START Supplied records

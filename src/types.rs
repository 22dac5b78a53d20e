use clap::{Parser, Subcommand};
use std::path::PathBuf;

#[derive(Parser, Debug)]
#[command(
    name = "blueprint-installer",
    version,
    about = "Installs the go-blueprint CLI"
)]
pub struct InstallBlueprintCli {
    #[command(subcommand)]
    pub command: InstallerCommand,
}

#[derive(Subcommand, Debug)]
pub enum InstallerCommand {
    /// Fetch the go-blueprint release archive for this platform and install
    /// the binary into `bin/`
    Run {
        /// Directory holding the package manifest; downloads are staged here.
        #[arg(long, default_value = ".")]
        dir: PathBuf,

        /// Reinstall even if an existing binary answers the liveness probe.
        #[arg(long)]
        force: bool,
    },
}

END Supplied records

■ **Required action**
Output exactly what runs from the line with "repository 22dac5b78a53d20e" to the final line above, both lines included, and nothing else.

■ **Task answer**
repository 22dac5b78a53d20e
use clap::{Parser, Subcommand};
use std::path::PathBuf;

#[derive(Parser, Debug)]
#[command(
    name = "blueprint-installer",
    version,
    about = "Installs the go-blueprint CLI"
)]
pub struct InstallBlueprintCli {
    #[command(subcommand)]
    pub command: InstallerCommand,
}

#[derive(Subcommand, Debug)]
pub enum InstallerCommand {
    /// Fetch the go-blueprint release archive for this platform and install
    /// the binary into `bin/`
    Run {
        /// Directory holding the package manifest; downloads are staged here.
        #[arg(long, default_value = ".")]
        dir: PathBuf,

        /// Reinstall even if an existing binary answers the liveness probe.
        #[arg(long)]
        force: bool,
    },
}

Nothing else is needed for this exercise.